Evolving out of both the Northern bebop jazz and jump blues styles and the Southern boogie-woogie and Southern-inspired “electric” or “urban” blues styles, what came to be called “rhythm & blues” in the late 1940s was a sonic synthesis of arguably each and every major form of African American music from enslavement through to the post-World War II period. Similar to rap and other forms of hip hop music, classic rhythm & blues between 1945 and 1965 mixed or, rather, remixed African American musical history and culture, especially the “we can implicitly sing what we cannot explicitly say” aesthetic.

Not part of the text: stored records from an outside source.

/// Value strategy plugged into [`FrameAnalysis`].
pub(crate) trait Interpreter {
    type Value: Clone + PartialEq;

    /// Value of unknown origin, e.g. a caught exception.
    fn new_value(&self, kind: Kind) -> Self::Value;

    /// Parameter in `local`; the receiver of an instance method is local 0.
    fn new_parameter_value(&self, is_instance: bool, local: u16, kind: Kind) -> Self::Value;

    /// Value produced from nothing on the stack: constants, `new`, `getstatic`.
    fn new_operation(&self, index: usize, insn: &Insn, kind: Kind) -> Self::Value;

    /// Loads, stores and stack shuffles.
    fn copy_operation(&self, index: usize, insn: &Insn, value: &Slot<Self::Value>) -> Self::Value;

    fn unary_operation(
        &self,
        index: usize,
        insn: &Insn,
        value: &Slot<Self::Value>,
        result: Kind,
    ) -> Self::Value;

    fn binary_operation(
        &self,
        index: usize,
        insn: &Insn,
        left: &Slot<Self::Value>,
        right: &Slot<Self::Value>,
        result: Kind,
    ) -> Self::Value;

    /// Calls and `multianewarray`.
    fn nary_operation(
        &self,
        index: usize,
        insn: &Insn,
        values: &[Slot<Self::Value>],
        result: Kind,
    ) -> Self::Value;

    fn merge(&self, left: &Self::Value, right: &Self::Value) -> Self::Value;
}

/// Forward analysis computing a frame before and after every reachable instruction.
pub(crate) struct FrameAnalysis<'a, I: Interpreter> {
    interpreter: &'a I,
    entry: Frame<I::Value>,
    malformed: Cell<Option<usize>>,
}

Like contemporary hip hop DJs and producers, early rhythm & blues musicians drew from disparate aspects of previous African American music, culture and politics, in this instance pre-rhythm & blues music, culture and politics, to create music and messages that reflected a rising racial, cultural, social and political consciousness that reached back to the Black Women’s Club Movement, New Negro Movement, and Harlem Renaissance, among other classical black popular movements.[7]

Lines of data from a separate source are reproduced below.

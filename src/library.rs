use std::collections::{BTreeMap, HashMap, HashSet};

use anyhow::Result;
use serde::Serialize;

use crate::error::InvariantViolation;
use crate::ir::{
    ACC_FINAL, ACC_PUBLIC, ACC_STATIC, ACC_SUPER, ClassNode, Code, FieldNode, Insn, MemberRef,
    MethodNode,
};
use crate::opcodes;
use crate::remap::{Remapper, remap_class, remap_code, remap_field, remap_method};

/// Name-keyed collection of classes forming one deliverable unit.
#[derive(Clone, Debug, Default, Serialize)]
pub(crate) struct Library {
    pub(crate) name: String,
    classes: BTreeMap<String, ClassNode>,
}

impl Library {
    pub(crate) fn new(name: impl Into<String>) -> Self {
        Self {
            name: name.into(),
            classes: BTreeMap::new(),
        }
    }

    pub(crate) fn get(&self, name: &str) -> Option<&ClassNode> {
        self.classes.get(name)
    }

    pub(crate) fn get_mut(&mut self, name: &str) -> Option<&mut ClassNode> {
        self.classes.get_mut(name)
    }

    /// Adds `class`, returning the previous class of the same name.
    pub(crate) fn add(&mut self, class: ClassNode) -> Option<ClassNode> {
        self.classes.insert(class.name.clone(), class)
    }

    pub(crate) fn iter(&self) -> impl Iterator<Item = &ClassNode> {
        self.classes.values()
    }

    pub(crate) fn len(&self) -> usize {
        self.classes.len()
    }

    /// Rewrites every class through `remapper` and re-keys the library. Static members whose
    /// owner changes are moved to their new class, together with their simple initializers.
    pub(crate) fn remap(&mut self, remapper: &dyn Remapper) -> Result<()> {
        let mut relocation = Relocation::default();
        for class in self.classes.values_mut() {
            relocation.extract_fields(class, remapper);
            relocation.extract_methods(class, remapper);
        }

        let classes = std::mem::take(&mut self.classes);
        for (_, mut class) in classes {
            remap_class(&mut class, remapper);
            if self.classes.contains_key(&class.name) {
                return Err(InvariantViolation::NameCollision {
                    library: self.name.clone(),
                    name: class.name,
                }
                .into());
            }
            self.classes.insert(class.name.clone(), class);
        }

        let moved_fields = relocation.fields.len();
        let moved_methods = relocation.methods.len();
        relocation.splice(&mut self.classes)?;
        remove_empty_clinits(&mut self.classes);
        if moved_fields + moved_methods > 0 {
            tracing::debug!(
                library = %self.name,
                fields = moved_fields,
                methods = moved_methods,
                "relocated static members"
            );
        }

        for class in self.classes.values() {
            check_members_unique(class)?;
        }
        Ok(())
    }
}

struct Initializer {
    instructions: Vec<Insn>,
    max_stack: u16,
}

impl Initializer {
    fn dependencies(&self) -> Vec<MemberRef> {
        self.instructions
            .iter()
            .filter(|insn| insn.opcode() == Some(opcodes::GETSTATIC))
            .filter_map(Insn::member_ref)
            .collect()
    }
}

struct MovedField {
    owner: String,
    node: FieldNode,
    version: (u16, u16),
    initializer: Option<Initializer>,
}

struct MovedMethod {
    owner: String,
    node: MethodNode,
    version: (u16, u16),
}

/// Static members taken out of their classes, keyed by their renamed reference.
#[derive(Default)]
struct Relocation {
    fields: Vec<(MemberRef, MovedField)>,
    field_index: HashMap<MemberRef, usize>,
    methods: Vec<MovedMethod>,
}

impl Relocation {
    fn extract_fields(&mut self, class: &mut ClassNode, remapper: &dyn Remapper) {
        if class.name.contains('/') {
            return;
        }
        let owner = class.name.clone();
        let new_owner = remapper.map_type(&owner);

        let mut moving = Vec::new();
        let mut kept = Vec::new();
        for field in std::mem::take(&mut class.fields) {
            let holder = remapper.map_field_owner(&owner, &field.name, &field.desc);
            if holder == new_owner {
                kept.push(field);
            } else {
                let range = remapper.field_initializer(&owner, &field.name, &field.desc);
                moving.push((field, holder, range));
            }
        }
        class.fields = kept;
        if moving.is_empty() {
            return;
        }

        let mut clinit = class
            .methods
            .iter_mut()
            .find(|method| method.name == "<clinit>")
            .and_then(|method| method.code.as_mut());
        let max_stack = clinit.as_ref().map_or(0, |code| code.max_stack);

        // Later ranges first, so earlier indices stay valid.
        let mut order: Vec<usize> = (0..moving.len()).collect();
        order.sort_by_key(|index| {
            std::cmp::Reverse(moving[*index].2.as_ref().map_or(0, |range| range.start))
        });
        let mut initializers: Vec<Option<Initializer>> = (0..moving.len()).map(|_| None).collect();
        for index in order {
            let (Some(range), Some(code)) = (moving[index].2.clone(), clinit.as_deref_mut()) else {
                continue;
            };
            if range.end > code.instructions.len() {
                continue;
            }
            let mut extracted = Code {
                instructions: code.instructions.drain(range).collect(),
                ..Code::default()
            };
            remap_code(&mut extracted, remapper);
            initializers[index] = Some(Initializer {
                instructions: extracted.instructions,
                max_stack,
            });
        }

        for ((mut field, holder, _), initializer) in moving.into_iter().zip(initializers) {
            remap_field(&mut field, &owner, remapper);
            let key = MemberRef {
                owner: holder.clone(),
                name: field.name.clone(),
                desc: field.desc.clone(),
            };
            self.field_index.insert(key.clone(), self.fields.len());
            self.fields.push((
                key,
                MovedField {
                    owner: holder,
                    node: field,
                    version: class.version,
                    initializer,
                },
            ));
        }
    }

    fn extract_methods(&mut self, class: &mut ClassNode, remapper: &dyn Remapper) {
        if class.name.contains('/') {
            return;
        }
        let owner = class.name.clone();
        let new_owner = remapper.map_type(&owner);
        let mut kept = Vec::new();
        for mut method in std::mem::take(&mut class.methods) {
            let holder = remapper.map_method_owner(&owner, &method.name, &method.desc);
            if holder == new_owner {
                kept.push(method);
                continue;
            }
            remap_method(&mut method, &owner, remapper);
            self.methods.push(MovedMethod {
                owner: holder,
                node: method,
                version: class.version,
            });
        }
        class.methods = kept;
    }

    fn splice(mut self, classes: &mut BTreeMap<String, ClassNode>) -> Result<()> {
        let mut fields: Vec<Option<MovedField>> = std::mem::take(&mut self.fields)
            .into_iter()
            .map(|(_, field)| Some(field))
            .collect();
        let mut spliced = HashSet::new();
        for index in 0..fields.len() {
            splice_field(index, &mut fields, &self.field_index, &mut spliced, classes)?;
        }
        for method in self.methods {
            let class = classes
                .entry(method.owner.clone())
                .or_insert_with(|| holder_class(&method.owner));
            class.version = class.version.max(method.version);
            class.methods.push(method.node);
        }
        Ok(())
    }
}

/// Splices field `index` after every relocated field its initializer reads.
fn splice_field(
    index: usize,
    fields: &mut [Option<MovedField>],
    field_index: &HashMap<MemberRef, usize>,
    spliced: &mut HashSet<usize>,
    classes: &mut BTreeMap<String, ClassNode>,
) -> Result<()> {
    if !spliced.insert(index) {
        return Ok(());
    }
    let Some(field) = fields.get_mut(index).and_then(Option::take) else {
        return Ok(());
    };
    if let Some(initializer) = &field.initializer {
        for dependency in initializer.dependencies() {
            if let Some(dependency) = field_index.get(&dependency) {
                splice_field(*dependency, fields, field_index, spliced, classes)?;
            }
        }
    }

    let class = classes
        .entry(field.owner.clone())
        .or_insert_with(|| holder_class(&field.owner));
    if let Some(initializer) = field.initializer {
        let code = clinit_code(class);
        let tail = single_tail_return(code).ok_or_else(|| {
            InvariantViolation::UnsplicableInitializer {
                class: field.owner.clone(),
            }
        })?;
        code.max_stack = code.max_stack.max(initializer.max_stack);
        code.instructions.splice(tail..tail, initializer.instructions);
    }
    class.version = class.version.max(field.version);
    class.fields.push(field.node);
    Ok(())
}

fn holder_class(name: &str) -> ClassNode {
    let mut class = ClassNode::new(name, Some("java/lang/Object"));
    class.version = (45, 3);
    class.access = ACC_PUBLIC | ACC_SUPER | ACC_FINAL;
    class
}

fn clinit_code(class: &mut ClassNode) -> &mut Code {
    let position = match class.methods.iter().position(|method| method.name == "<clinit>") {
        Some(position) => position,
        None => {
            class.methods.push(MethodNode {
                access: ACC_STATIC,
                name: "<clinit>".to_string(),
                desc: "()V".to_string(),
                code: None,
            });
            class.methods.len() - 1
        }
    };
    class.methods[position].code.get_or_insert_with(|| Code {
        instructions: vec![Insn::Simple(opcodes::RETURN)],
        ..Code::default()
    })
}

/// Index of the only `return`, provided no real instruction follows it.
fn single_tail_return(code: &Code) -> Option<usize> {
    let mut returns = code
        .instructions
        .iter()
        .enumerate()
        .filter(|(_, insn)| insn.opcode() == Some(opcodes::RETURN));
    let (index, _) = returns.next()?;
    if returns.next().is_some() {
        return None;
    }
    code.instructions[index + 1..]
        .iter()
        .all(Insn::is_label)
        .then_some(index)
}

fn remove_empty_clinits(classes: &mut BTreeMap<String, ClassNode>) {
    for class in classes.values_mut() {
        class.methods.retain(|method| {
            if method.name != "<clinit>" {
                return true;
            }
            let first = method
                .code
                .as_ref()
                .and_then(|code| code.instructions.iter().find(|insn| !insn.is_label()));
            first.and_then(Insn::opcode) != Some(opcodes::RETURN)
        });
    }
}

fn check_members_unique(class: &ClassNode) -> Result<()> {
    let mut seen = HashSet::new();
    for field in &class.fields {
        if !seen.insert((&field.name, &field.desc)) {
            return Err(InvariantViolation::MemberCollision {
                class: class.name.clone(),
                member: format!("{} {}", field.name, field.desc),
            }
            .into());
        }
    }
    seen.clear();
    for method in &class.methods {
        if !seen.insert((&method.name, &method.desc)) {
            return Err(InvariantViolation::MemberCollision {
                class: class.name.clone(),
                member: format!("{} {}", method.name, method.desc),
            }
            .into());
        }
    }
    Ok(())
}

More than any previous form of black popular music, at its emergence rhythm & blues represented the wide range and wide reach of contemporary African American thought and culture. Borrowing the frenzy feeling and aural otherworldliness from the spirituals, the driving beat and droning sound from work songs, the blue notes (or “worried notes”) and tragicomic narrative tradition from the blues, the “exotic” and erotic sounds of the red light district from ragtime, and the jive talk and updated juke joint sounds from bebop and jump blues, early rhythm & blues symbolized the sound of African Americans in transition in mid-twentieth century America. In other words, early rhythm & blues was a music of motion, the sound of a people on the move—figuratively, physically, socially, and politically speaking.[8]
Retaining the up-tempo and energetic drive of jump blues, early rhythm & blues’ instrumentation was stripped-down and the overall emphasis was on the passionate performance of song lyrics, not improvisation (à la jump blues and slightly later bebop). In essence, it contained coded comedic or romantic lyrics sung over blues chord changes featuring an insistent backbeat. Distinguished from jump blues and bebop, early rhythm & blues openly embraced new technology, including the amplification and electrification of instruments. In fact, early rhythm & blues introduced and popularized the use of the electric bass in black popular music, in time evolving into a propulsive, dance beat-based music with unrelenting rhythms that seemed to perfectly mirror the migration, mores, and socio-political movements of mid-twentieth century black America. It is important here at the outset to emphasize that throughout this chapter, and indeed throughout this book, the term “rhythm & blues” has two meanings, one musical and the other decidedly extra-musical.[9]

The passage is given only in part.